Go over the entries and report the lines where the word "that" occurs.

▶ _Stored items_:

%%

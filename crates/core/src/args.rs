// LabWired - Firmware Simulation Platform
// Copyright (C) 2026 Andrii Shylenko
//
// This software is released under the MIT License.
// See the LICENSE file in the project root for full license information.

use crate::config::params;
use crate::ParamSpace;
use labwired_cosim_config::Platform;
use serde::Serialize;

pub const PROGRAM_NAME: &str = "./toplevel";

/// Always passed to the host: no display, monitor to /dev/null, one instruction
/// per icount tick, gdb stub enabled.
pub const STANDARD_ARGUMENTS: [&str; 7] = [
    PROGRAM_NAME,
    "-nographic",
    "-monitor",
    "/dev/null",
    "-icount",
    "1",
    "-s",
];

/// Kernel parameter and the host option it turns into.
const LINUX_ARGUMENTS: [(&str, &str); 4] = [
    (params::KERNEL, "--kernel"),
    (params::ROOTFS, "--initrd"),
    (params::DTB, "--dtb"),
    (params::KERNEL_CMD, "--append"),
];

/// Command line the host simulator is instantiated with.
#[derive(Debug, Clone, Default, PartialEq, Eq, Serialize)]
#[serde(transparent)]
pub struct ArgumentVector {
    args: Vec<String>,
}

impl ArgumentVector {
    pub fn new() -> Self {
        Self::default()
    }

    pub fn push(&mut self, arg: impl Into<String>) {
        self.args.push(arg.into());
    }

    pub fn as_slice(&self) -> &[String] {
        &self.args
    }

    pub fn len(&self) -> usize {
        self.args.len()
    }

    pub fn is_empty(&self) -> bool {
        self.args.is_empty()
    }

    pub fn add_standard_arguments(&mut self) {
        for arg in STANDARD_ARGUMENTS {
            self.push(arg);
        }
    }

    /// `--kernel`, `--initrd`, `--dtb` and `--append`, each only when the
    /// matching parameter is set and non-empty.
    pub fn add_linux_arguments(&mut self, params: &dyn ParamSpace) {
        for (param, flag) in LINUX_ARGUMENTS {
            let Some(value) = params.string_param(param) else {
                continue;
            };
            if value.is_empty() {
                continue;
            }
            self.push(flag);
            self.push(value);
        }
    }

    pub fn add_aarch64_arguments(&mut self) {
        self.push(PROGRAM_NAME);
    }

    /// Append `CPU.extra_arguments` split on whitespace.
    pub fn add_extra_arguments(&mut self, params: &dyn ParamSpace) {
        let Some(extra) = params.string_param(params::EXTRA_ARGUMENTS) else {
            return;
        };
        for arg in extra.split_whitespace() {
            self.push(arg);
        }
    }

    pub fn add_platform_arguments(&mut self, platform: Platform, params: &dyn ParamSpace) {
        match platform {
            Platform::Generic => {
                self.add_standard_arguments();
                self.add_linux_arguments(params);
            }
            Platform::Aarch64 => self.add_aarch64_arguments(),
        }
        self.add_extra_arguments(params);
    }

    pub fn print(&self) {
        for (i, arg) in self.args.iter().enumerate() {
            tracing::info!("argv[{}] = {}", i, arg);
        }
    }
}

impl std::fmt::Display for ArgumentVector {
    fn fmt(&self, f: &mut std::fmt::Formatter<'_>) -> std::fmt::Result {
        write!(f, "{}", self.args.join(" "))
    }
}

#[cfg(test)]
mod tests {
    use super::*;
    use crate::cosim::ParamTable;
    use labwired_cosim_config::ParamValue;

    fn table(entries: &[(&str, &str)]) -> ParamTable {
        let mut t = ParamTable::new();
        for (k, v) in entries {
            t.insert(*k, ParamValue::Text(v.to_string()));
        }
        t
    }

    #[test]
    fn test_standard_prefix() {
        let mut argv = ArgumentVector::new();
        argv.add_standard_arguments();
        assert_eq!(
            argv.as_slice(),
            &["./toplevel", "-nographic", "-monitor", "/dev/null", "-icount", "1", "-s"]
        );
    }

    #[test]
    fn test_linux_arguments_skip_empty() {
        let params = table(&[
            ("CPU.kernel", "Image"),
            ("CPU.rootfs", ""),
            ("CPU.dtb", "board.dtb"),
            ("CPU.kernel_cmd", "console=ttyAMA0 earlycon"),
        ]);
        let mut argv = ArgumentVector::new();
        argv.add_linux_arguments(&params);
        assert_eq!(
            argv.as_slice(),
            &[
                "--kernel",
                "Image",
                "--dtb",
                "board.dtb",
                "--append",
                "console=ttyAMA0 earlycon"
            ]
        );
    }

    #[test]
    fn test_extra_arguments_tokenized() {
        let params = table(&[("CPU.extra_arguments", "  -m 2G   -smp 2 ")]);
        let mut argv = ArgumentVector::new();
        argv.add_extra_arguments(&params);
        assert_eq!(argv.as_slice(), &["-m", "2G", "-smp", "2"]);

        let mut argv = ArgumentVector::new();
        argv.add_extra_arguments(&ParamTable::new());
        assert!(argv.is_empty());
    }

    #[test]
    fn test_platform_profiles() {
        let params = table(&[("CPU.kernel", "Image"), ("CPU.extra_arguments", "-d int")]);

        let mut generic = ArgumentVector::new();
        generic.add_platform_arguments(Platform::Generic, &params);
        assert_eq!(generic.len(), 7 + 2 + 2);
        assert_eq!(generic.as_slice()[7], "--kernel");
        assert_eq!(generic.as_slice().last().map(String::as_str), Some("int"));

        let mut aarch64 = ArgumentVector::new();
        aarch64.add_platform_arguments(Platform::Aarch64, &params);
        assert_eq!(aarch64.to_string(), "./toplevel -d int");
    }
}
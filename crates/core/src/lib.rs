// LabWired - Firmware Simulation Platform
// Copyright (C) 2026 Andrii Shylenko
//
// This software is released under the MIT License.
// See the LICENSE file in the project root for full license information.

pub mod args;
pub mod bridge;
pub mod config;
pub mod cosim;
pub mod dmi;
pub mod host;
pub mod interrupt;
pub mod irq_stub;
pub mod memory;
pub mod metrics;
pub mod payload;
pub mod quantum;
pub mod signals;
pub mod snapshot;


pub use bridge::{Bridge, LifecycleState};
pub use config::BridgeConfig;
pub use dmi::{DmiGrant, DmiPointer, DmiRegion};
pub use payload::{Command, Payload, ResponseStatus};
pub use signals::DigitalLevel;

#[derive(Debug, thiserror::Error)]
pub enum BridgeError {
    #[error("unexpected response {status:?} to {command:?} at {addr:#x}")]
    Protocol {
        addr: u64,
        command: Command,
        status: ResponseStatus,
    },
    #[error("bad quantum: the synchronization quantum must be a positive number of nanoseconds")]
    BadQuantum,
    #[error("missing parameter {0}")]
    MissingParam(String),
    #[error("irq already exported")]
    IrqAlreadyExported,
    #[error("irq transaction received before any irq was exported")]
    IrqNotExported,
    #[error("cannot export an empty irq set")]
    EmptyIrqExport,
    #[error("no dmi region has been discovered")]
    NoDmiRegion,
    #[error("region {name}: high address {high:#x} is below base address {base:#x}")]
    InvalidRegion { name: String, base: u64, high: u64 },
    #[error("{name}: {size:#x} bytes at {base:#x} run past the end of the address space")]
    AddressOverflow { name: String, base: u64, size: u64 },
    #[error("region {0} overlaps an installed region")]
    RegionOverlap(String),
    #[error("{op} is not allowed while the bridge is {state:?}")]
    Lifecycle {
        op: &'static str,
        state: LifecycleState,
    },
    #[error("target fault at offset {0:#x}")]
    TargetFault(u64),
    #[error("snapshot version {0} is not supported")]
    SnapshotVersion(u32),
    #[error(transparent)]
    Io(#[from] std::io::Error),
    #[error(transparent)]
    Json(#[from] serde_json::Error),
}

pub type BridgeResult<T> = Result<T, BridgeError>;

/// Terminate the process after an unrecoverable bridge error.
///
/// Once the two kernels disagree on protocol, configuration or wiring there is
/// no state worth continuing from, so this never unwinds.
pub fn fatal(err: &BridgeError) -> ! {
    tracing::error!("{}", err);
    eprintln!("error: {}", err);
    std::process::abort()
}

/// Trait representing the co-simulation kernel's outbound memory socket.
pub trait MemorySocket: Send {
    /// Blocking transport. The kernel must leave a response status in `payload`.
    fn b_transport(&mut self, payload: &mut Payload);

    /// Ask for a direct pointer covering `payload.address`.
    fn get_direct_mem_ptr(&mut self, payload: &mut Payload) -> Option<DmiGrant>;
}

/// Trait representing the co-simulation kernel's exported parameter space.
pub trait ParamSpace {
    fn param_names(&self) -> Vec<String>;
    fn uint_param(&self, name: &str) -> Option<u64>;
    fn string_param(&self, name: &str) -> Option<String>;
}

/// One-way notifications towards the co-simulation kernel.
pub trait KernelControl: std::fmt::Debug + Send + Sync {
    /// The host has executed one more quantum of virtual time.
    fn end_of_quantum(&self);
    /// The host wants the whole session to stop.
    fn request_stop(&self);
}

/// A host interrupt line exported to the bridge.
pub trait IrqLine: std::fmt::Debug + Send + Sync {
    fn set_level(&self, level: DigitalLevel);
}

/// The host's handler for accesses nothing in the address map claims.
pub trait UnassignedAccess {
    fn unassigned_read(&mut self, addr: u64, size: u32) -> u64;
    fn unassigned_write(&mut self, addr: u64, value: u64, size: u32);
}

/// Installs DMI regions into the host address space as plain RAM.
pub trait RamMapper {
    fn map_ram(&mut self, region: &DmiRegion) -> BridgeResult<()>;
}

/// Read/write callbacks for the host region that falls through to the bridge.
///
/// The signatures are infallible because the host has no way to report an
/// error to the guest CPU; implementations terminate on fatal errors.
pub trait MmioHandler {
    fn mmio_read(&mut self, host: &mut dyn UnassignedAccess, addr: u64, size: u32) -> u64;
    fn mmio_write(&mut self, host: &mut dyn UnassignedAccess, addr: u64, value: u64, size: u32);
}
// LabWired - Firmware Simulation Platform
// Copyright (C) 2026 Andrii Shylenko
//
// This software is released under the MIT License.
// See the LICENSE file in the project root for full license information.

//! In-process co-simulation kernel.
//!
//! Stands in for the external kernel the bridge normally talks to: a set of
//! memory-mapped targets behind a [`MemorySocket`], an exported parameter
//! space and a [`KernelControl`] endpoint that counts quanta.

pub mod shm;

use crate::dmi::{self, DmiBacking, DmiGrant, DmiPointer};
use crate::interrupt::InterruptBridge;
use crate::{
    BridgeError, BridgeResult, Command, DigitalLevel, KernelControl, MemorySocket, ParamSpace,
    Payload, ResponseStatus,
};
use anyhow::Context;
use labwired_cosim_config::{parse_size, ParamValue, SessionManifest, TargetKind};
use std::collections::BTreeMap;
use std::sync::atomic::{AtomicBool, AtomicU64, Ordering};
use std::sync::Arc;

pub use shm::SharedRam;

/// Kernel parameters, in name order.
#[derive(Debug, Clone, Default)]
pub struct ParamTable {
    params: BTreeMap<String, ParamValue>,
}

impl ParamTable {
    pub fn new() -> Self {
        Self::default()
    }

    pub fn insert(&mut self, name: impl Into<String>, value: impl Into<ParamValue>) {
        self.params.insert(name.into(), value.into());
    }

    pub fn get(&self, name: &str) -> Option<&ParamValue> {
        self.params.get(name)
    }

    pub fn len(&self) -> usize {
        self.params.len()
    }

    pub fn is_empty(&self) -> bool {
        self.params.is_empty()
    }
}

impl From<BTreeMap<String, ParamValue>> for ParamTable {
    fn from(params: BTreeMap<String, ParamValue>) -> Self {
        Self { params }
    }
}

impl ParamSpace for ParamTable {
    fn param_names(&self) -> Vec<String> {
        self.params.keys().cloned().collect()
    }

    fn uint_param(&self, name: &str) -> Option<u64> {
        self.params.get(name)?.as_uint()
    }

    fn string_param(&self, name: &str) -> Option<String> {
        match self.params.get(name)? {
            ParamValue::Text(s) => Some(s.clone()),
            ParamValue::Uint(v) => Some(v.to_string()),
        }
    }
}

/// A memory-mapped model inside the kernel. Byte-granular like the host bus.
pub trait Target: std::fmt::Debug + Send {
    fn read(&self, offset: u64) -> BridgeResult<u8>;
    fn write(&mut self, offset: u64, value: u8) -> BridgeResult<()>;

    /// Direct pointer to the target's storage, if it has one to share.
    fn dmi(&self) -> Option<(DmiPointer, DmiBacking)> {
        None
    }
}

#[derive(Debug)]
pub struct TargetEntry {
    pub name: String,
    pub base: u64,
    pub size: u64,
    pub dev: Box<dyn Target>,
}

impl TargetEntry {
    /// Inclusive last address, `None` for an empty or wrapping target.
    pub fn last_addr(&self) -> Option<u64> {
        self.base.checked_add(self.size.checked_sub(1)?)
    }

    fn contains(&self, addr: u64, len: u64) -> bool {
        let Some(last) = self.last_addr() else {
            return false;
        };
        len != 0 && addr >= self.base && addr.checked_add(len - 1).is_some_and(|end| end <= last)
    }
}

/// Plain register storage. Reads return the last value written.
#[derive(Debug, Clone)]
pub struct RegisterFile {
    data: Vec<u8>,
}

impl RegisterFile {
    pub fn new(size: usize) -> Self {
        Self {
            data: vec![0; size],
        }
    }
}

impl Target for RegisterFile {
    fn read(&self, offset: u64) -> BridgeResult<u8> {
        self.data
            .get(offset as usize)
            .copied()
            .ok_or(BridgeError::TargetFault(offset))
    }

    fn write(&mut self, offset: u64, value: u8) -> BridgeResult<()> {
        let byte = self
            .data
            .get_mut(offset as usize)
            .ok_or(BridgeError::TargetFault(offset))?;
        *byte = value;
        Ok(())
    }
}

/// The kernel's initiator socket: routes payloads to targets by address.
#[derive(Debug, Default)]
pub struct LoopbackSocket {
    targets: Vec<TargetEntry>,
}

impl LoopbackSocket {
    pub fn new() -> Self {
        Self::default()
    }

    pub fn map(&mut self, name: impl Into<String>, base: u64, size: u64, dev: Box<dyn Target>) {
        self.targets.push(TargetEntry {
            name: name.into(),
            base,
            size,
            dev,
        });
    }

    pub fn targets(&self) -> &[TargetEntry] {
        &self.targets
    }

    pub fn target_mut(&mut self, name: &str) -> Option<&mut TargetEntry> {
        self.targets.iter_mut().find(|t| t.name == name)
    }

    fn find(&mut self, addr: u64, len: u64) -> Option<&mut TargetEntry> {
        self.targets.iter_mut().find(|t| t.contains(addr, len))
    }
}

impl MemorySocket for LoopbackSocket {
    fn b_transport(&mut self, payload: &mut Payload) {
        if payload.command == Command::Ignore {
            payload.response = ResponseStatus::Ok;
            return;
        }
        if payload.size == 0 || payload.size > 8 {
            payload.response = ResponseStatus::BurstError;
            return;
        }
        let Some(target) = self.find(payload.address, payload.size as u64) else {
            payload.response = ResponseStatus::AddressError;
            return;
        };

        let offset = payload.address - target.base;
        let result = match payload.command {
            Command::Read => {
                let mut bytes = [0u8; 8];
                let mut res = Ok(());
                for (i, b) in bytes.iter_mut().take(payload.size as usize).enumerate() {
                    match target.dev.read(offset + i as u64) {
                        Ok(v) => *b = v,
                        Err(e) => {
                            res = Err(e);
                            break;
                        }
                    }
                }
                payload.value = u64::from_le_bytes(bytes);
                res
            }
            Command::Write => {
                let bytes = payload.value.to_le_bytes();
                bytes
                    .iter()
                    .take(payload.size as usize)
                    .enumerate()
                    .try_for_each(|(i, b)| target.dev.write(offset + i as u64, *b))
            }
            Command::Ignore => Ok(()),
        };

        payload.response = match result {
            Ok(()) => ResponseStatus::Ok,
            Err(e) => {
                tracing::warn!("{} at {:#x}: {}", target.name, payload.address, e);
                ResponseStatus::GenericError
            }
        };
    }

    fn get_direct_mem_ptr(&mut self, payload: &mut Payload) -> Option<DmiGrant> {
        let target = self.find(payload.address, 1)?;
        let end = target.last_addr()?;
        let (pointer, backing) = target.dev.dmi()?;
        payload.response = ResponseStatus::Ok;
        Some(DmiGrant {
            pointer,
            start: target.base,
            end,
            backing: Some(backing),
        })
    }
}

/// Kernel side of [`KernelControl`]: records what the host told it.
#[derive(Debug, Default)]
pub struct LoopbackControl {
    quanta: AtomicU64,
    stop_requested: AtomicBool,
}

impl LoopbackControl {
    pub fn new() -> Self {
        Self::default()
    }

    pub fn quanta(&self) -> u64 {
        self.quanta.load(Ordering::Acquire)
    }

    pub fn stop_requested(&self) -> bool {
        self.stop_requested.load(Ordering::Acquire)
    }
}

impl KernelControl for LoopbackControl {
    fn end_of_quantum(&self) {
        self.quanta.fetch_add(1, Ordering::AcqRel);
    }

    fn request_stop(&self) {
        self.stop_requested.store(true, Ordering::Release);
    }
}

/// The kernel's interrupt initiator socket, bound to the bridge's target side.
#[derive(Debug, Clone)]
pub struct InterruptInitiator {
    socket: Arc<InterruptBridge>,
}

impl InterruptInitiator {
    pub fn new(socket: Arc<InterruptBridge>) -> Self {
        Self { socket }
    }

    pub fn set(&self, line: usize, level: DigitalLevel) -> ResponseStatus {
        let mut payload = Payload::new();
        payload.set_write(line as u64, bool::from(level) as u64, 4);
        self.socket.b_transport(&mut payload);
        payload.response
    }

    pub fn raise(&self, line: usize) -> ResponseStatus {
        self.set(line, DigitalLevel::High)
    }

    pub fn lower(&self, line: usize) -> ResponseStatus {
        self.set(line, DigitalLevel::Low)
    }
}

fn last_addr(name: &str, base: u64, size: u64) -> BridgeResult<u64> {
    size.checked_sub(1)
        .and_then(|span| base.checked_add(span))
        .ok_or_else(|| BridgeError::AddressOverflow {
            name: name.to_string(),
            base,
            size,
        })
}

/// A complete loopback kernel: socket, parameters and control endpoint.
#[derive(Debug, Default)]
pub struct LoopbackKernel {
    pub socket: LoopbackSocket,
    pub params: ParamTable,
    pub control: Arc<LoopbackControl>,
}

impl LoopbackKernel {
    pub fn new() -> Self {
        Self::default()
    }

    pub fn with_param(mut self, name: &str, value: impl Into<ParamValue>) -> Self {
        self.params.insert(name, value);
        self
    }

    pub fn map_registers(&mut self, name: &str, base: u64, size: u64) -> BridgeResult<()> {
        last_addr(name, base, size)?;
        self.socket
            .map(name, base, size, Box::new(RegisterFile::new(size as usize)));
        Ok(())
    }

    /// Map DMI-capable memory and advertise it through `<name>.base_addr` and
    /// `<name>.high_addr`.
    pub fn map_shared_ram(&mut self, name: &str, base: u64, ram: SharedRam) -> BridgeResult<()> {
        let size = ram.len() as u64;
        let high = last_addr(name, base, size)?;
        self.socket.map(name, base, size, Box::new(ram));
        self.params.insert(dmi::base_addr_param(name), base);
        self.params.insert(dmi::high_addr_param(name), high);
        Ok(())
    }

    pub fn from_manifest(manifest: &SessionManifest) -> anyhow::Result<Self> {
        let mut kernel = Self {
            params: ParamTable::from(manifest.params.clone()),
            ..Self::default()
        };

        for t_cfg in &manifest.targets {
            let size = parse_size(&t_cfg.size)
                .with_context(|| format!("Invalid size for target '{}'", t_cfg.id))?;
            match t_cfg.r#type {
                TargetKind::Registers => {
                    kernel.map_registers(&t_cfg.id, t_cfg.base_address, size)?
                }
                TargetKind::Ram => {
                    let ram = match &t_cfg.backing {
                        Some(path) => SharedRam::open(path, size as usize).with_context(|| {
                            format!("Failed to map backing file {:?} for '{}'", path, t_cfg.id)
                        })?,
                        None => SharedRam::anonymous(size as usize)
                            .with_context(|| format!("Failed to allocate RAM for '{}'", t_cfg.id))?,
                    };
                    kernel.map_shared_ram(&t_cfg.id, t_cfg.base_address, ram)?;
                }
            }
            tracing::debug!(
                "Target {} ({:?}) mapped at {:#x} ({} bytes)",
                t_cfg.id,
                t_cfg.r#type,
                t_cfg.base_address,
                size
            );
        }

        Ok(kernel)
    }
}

%%

▶ _Result of the task_:
/// Read/write callbacks for the host region that falls through to the bridge.
//! space and a [`KernelControl`] endpoint that counts quanta.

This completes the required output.